- [Goal of the exercise]: Please show each line of the listing where "through" is present.

- [Provided material]:
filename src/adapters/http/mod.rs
pub mod server;
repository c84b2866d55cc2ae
//! Expression nodes.

use crate::error::SourceLocation;

use super::pattern::Pattern;
use super::ty::TypeExpr;

/// Binary operators, lowest-level opcode form.
#[derive(Debug, Clone, Copy, PartialEq, Eq)]
pub enum BinOp {
    Add,
    Sub,
    Mul,
    Div,
    Mod,
    Eq,
    Neq,
    Lt,
    Gt,
    Lte,
    Gte,
    And,
    Or,
}

/// Prefix operators.
#[derive(Debug, Clone, Copy, PartialEq, Eq)]
pub enum UnOp {
    Neg,
    Not,
}

/// A formal parameter: a name and an optional type annotation.
#[derive(Debug, Clone, PartialEq)]
pub struct Param {
    pub name: String,
    pub ty: Option<TypeExpr>,
}

/// One arm of a `match`: `pattern [if guard] => body`.
#[derive(Debug, Clone, PartialEq)]
pub struct MatchArm {
    pub pattern: Pattern,
    pub guard: Option<Expr>,
    pub body: Expr,
}

/// A piece of an interpolated string: literal text or an embedded
/// expression rendered at evaluation time.
#[derive(Debug, Clone, PartialEq)]
pub enum InterpolatedPart {
    Text(String),
    Expr(Expr),
}

/// Every expression form in the language.
///
/// Everything is an expression: `let` and `fn` bind in the enclosing block
/// scope and evaluate to the bound value, loops evaluate to their final
/// body value, blocks evaluate to their last expression.
#[derive(Debug, Clone, PartialEq)]
pub enum Expr {
    Int(i64, SourceLocation),
    Float(f64, SourceLocation),
    Str(String, SourceLocation),
    InterpolatedStr(Vec<InterpolatedPart>, SourceLocation),
    Bool(bool, SourceLocation),
    Ident(String, SourceLocation),
    Binary {
        op: BinOp,
        left: Box<Expr>,
        right: Box<Expr>,
        location: SourceLocation,
    },
    Unary {
        op: UnOp,
        operand: Box<Expr>,
        location: SourceLocation,
    },
    Let {
        name: String,
        ty: Option<TypeExpr>,
        value: Box<Expr>,
        is_const: bool,
        location: SourceLocation,
    },
    Assign {
        name: String,
        value: Box<Expr>,
        location: SourceLocation,
    },
    /// A named function definition. The name is bound in the current frame
    /// after the closure is constructed, so recursion resolves through the
    /// environment at call time.
    FnDef {
        name: String,
        params: Vec<Param>,
        return_ty: Option<TypeExpr>,
        body: Box<Expr>,
        location: SourceLocation,
    },
    Lambda {
        params: Vec<Param>,
        body: Box<Expr>,
        location: SourceLocation,
    },
    Call {
        callee: Box<Expr>,
        args: Vec<Expr>,
        location: SourceLocation,
    },
    If {
        condition: Box<Expr>,
        then_branch: Box<Expr>,
        else_branch: Option<Box<Expr>>,
        location: SourceLocation,
    },
    While {
        condition: Box<Expr>,
        body: Box<Expr>,
        location: SourceLocation,
    },
    For {
        var: String,
        iterable: Box<Expr>,
        body: Box<Expr>,
        location: SourceLocation,
    },
    List(Vec<Expr>, SourceLocation),
    Tuple(Vec<Expr>, SourceLocation),
    /// Field order is the source order and is preserved through evaluation.
    Record(Vec<(String, Expr)>, SourceLocation),
    Map(Vec<(Expr, Expr)>, SourceLocation),
    FieldAccess {
        object: Box<Expr>,
        field: String,
        location: SourceLocation,
    },
    Match {
        scrutinee: Box<Expr>,
        arms: Vec<MatchArm>,
        location: SourceLocation,
    },
    Block(Vec<Expr>, SourceLocation),
    /// Direct construction of an ADT value: type name, constructor name,
    /// field expressions.
    Constructor {
        type_name: String,
        ctor_name: String,
        args: Vec<Expr>,
        location: SourceLocation,
    },
    /// Module-qualified member access.
    ModuleAccess {
        module: String,
        member: String,
        location: SourceLocation,
    },
}

impl Expr {
    /// The location of the node's first significant character.
    pub fn location(&self) -> &SourceLocation {
        match self {
            Expr::Int(_, loc)
            | Expr::Float(_, loc)
            | Expr::Str(_, loc)
            | Expr::InterpolatedStr(_, loc)
            | Expr::Bool(_, loc)
            | Expr::Ident(_, loc)
            | Expr::List(_, loc)
            | Expr::Tuple(_, loc)
            | Expr::Record(_, loc)
            | Expr::Map(_, loc)
            | Expr::Block(_, loc) => loc,
            Expr::Binary { location, .. }
            | Expr::Unary { location, .. }
            | Expr::Let { location, .. }
            | Expr::Assign { location, .. }
            | Expr::FnDef { location, .. }
            | Expr::Lambda { location, .. }
            | Expr::Call { location, .. }
            | Expr::If { location, .. }
            | Expr::While { location, .. }
            | Expr::For { location, .. }
            | Expr::FieldAccess { location, .. }
            | Expr::Match { location, .. }
            | Expr::Constructor { location, .. }
            | Expr::ModuleAccess { location, .. } => location,
        }
    }
}
//! The type environment: names to type schemes, with lexical scoping
//! through a parent chain. Child environments shadow parent bindings;
//! extending clones the current environment into the parent slot, so a
//! child never mutates what its parent could see.

use std::collections::HashMap;
use std::rc::Rc;

use super::ty::{TypeRef, TypeScheme};

#[derive(Debug, Clone, Default)]
pub struct TypeEnv {
    bindings: HashMap<String, TypeScheme>,
    parent: Option<Rc<TypeEnv>>,
}

impl TypeEnv {
    pub fn new() -> Self {
        Self::default()
    }

    /// Bind a monomorphic type.
    pub fn define(&mut self, name: impl Into<String>, ty: TypeRef) {
        self.bindings
            .insert(name.into(), TypeScheme::monomorphic(ty));
    }

    pub fn define_scheme(&mut self, name: impl Into<String>, scheme: TypeScheme) {
        self.bindings.insert(name.into(), scheme);
    }

    pub fn get_scheme(&self, name: &str) -> Option<TypeScheme> {
        if let Some(scheme) = self.bindings.get(name) {
            return Some(scheme.clone());
        }
        self.parent.as_ref().and_then(|p| p.get_scheme(name))
    }

    /// A child environment whose parent is a snapshot of this one.
    pub fn extend(&self) -> TypeEnv {
        TypeEnv {
            bindings: HashMap::new(),
            parent: Some(Rc::new(self.clone())),
        }
    }

    /// Visit every scheme reachable from this environment, innermost
    /// frames first. Shadowed parent bindings are visited too; that only
    /// widens the free-variable set, which is safe for generalization.
    pub fn for_each_scheme(&self, f: &mut impl FnMut(&TypeScheme)) {
        for scheme in self.bindings.values() {
            f(scheme);
        }
        if let Some(parent) = &self.parent {
            parent.for_each_scheme(f);
        }
    }
}

#[cfg(test)]
mod tests {
    use super::*;
    use crate::types::ty::Type;

    #[test]
    fn lookup_walks_parents_and_shadows() {
        let mut outer = TypeEnv::new();
        outer.define("x", Type::int());

        let mut inner = outer.extend();
        assert_eq!(inner.get_scheme("x").unwrap().ty.to_string(), "Int");

        inner.define("x", Type::string());
        assert_eq!(inner.get_scheme("x").unwrap().ty.to_string(), "String");
        assert_eq!(outer.get_scheme("x").unwrap().ty.to_string(), "Int");
    }

    #[test]
    fn missing_names_are_none() {
        let env = TypeEnv::new();
        assert!(env.get_scheme("nope").is_none());
    }
}
//! Type annotation grammar.

use crate::ast::ty::TypeExpr;
use crate::error::Result;
use crate::lexer::TokenKind;

use super::Parser;

impl Parser {
    pub(crate) fn parse_type_expr(&mut self) -> Result<TypeExpr> {
        let location = self.current().location.clone();

        // `(A, B) -> C` is a function type; without the arrow it is a
        // tuple type.
        if self.matches(&TokenKind::LParen) {
            let mut params = Vec::new();
            if !self.check(&TokenKind::RParen) {
                loop {
                    params.push(self.parse_type_expr()?);
                    if !self.matches(&TokenKind::Comma) {
                        break;
                    }
                }
            }
            self.expect(TokenKind::RParen, "expected ')'")?;

            if self.matches(&TokenKind::Arrow) {
                let ret = self.parse_type_expr()?;
                return Ok(TypeExpr::Function {
                    params,
                    ret: Box::new(ret),
                    location,
                });
            }

            return Ok(TypeExpr::Tuple(params, location));
        }

        // `[T]`
        if self.matches(&TokenKind::LBracket) {
            let element = self.parse_type_expr()?;
            self.expect(TokenKind::RBracket, "expected ']'")?;
            return Ok(TypeExpr::List(Box::new(element), location));
        }

        // `{ name: T, ... }`
        if self.matches(&TokenKind::LBrace) {
            let mut fields = Vec::new();
            if !self.check(&TokenKind::RBrace) {
                loop {
                    self.skip_newlines();
                    let (name, _) = self.expect_ident("expected field name")?;
                    self.expect(TokenKind::Colon, "expected ':'")?;
                    fields.push((name, self.parse_type_expr()?));
                    if !self.matches(&TokenKind::Comma) {
                        break;
                    }
                }
            }
            self.skip_newlines();
            self.expect(TokenKind::RBrace, "expected '}'")?;
            return Ok(TypeExpr::Record(fields, location));
        }

        // `Name` or `Name<T, U>`
        if matches!(self.current().kind, TokenKind::Ident(_)) {
            let (name, _) = self.expect_ident("expected type name")?;

            let mut args = Vec::new();
            if self.matches(&TokenKind::Lt) {
                loop {
                    args.push(self.parse_type_expr()?);
                    if !self.matches(&TokenKind::Comma) {
                        break;
                    }
                }
                self.expect(TokenKind::Gt, "expected '>'")?;
            }

            return Ok(TypeExpr::Name {
                name,
                args,
                location,
            });
        }

        Err(self.error_here("expected type expression"))
    }
}
fn register_files(env: &Env) {
    define(env, "file_read", 1, |args| {
        let path = args[0]
            .as_str()
            .map_err(|_| Error::runtime("file_read: expected string path"))?;
        fs::read_to_string(path)
            .map(Value::string)
            .map_err(|e| Error::runtime(format!("file_read: could not open file: {path}: {e}")))
    });

    define(env, "file_write", 2, |args| {
        let path = args[0]
            .as_str()
            .map_err(|_| Error::runtime("file_write: expected string path"))?;
        let content = args[1]
            .as_str()
            .map_err(|_| Error::runtime("file_write: expected string content"))?;
        fs::write(path, content)
            .map_err(|e| Error::runtime(format!("file_write: could not write file: {path}: {e}")))?;
        Ok(Value::Unit)
    });

    define(env, "file_append", 2, |args| {
        let path = args[0]
            .as_str()
            .map_err(|_| Error::runtime("file_append: expected string path"))?;
        let content = args[1]
            .as_str()
            .map_err(|_| Error::runtime("file_append: expected string content"))?;
        let mut file = fs::OpenOptions::new()
            .create(true)
            .append(true)
            .open(path)
            .map_err(|e| Error::runtime(format!("file_append: could not open file: {path}: {e}")))?;
        file.write_all(content.as_bytes())
            .map_err(|e| Error::runtime(format!("file_append: could not write file: {path}: {e}")))?;
        Ok(Value::Unit)
    });

    define(env, "file_exists", 1, |args| {
        let path = args[0]
            .as_str()
            .map_err(|_| Error::runtime("file_exists: expected string path"))?;
        Ok(Value::Bool(Path::new(path).exists()))
    });

    define(env, "file_delete", 1, |args| {
        let path = args[0]
            .as_str()
            .map_err(|_| Error::runtime("file_delete: expected string path"))?;
        match fs::remove_file(path) {
            Ok(()) => Ok(Value::Bool(true)),
            Err(e) if e.kind() == io::ErrorKind::NotFound => Ok(Value::Bool(false)),
            Err(e) => Err(Error::runtime(format!("file_delete: {e}"))),
        }
    });

    define(env, "file_lines", 1, |args| {
        let path = args[0]
            .as_str()
            .map_err(|_| Error::runtime("file_lines: expected string path"))?;
        let content = fs::read_to_string(path)
            .map_err(|e| Error::runtime(format!("file_lines: could not open file: {path}: {e}")))?;
        Ok(Value::list(content.lines().map(Value::string).collect()))
    });

    define(env, "dir_list", 1, |args| {
        let path = args[0]
            .as_str()
            .map_err(|_| Error::runtime("dir_list: expected string path"))?;
        let entries = fs::read_dir(path)
            .map_err(|e| Error::runtime(format!("dir_list: {e}")))?;
        let mut names = Vec::new();
        for entry in entries {
            let entry = entry.map_err(|e| Error::runtime(format!("dir_list: {e}")))?;
            names.push(Value::string(entry.file_name().to_string_lossy().into_owned()));
        }
        Ok(Value::list(names))
    });

    define(env, "dir_exists", 1, |args| {
        let path = args[0]
            .as_str()
            .map_err(|_| Error::runtime("dir_exists: expected string path"))?;
        Ok(Value::Bool(Path::new(path).is_dir()))
    });
}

- [Response box]:
    /// after the closure is constructed, so recursion resolves through the
    /// Field order is the source order and is preserved through evaluation.
//! through a parent chain. Child environments shadow parent bindings;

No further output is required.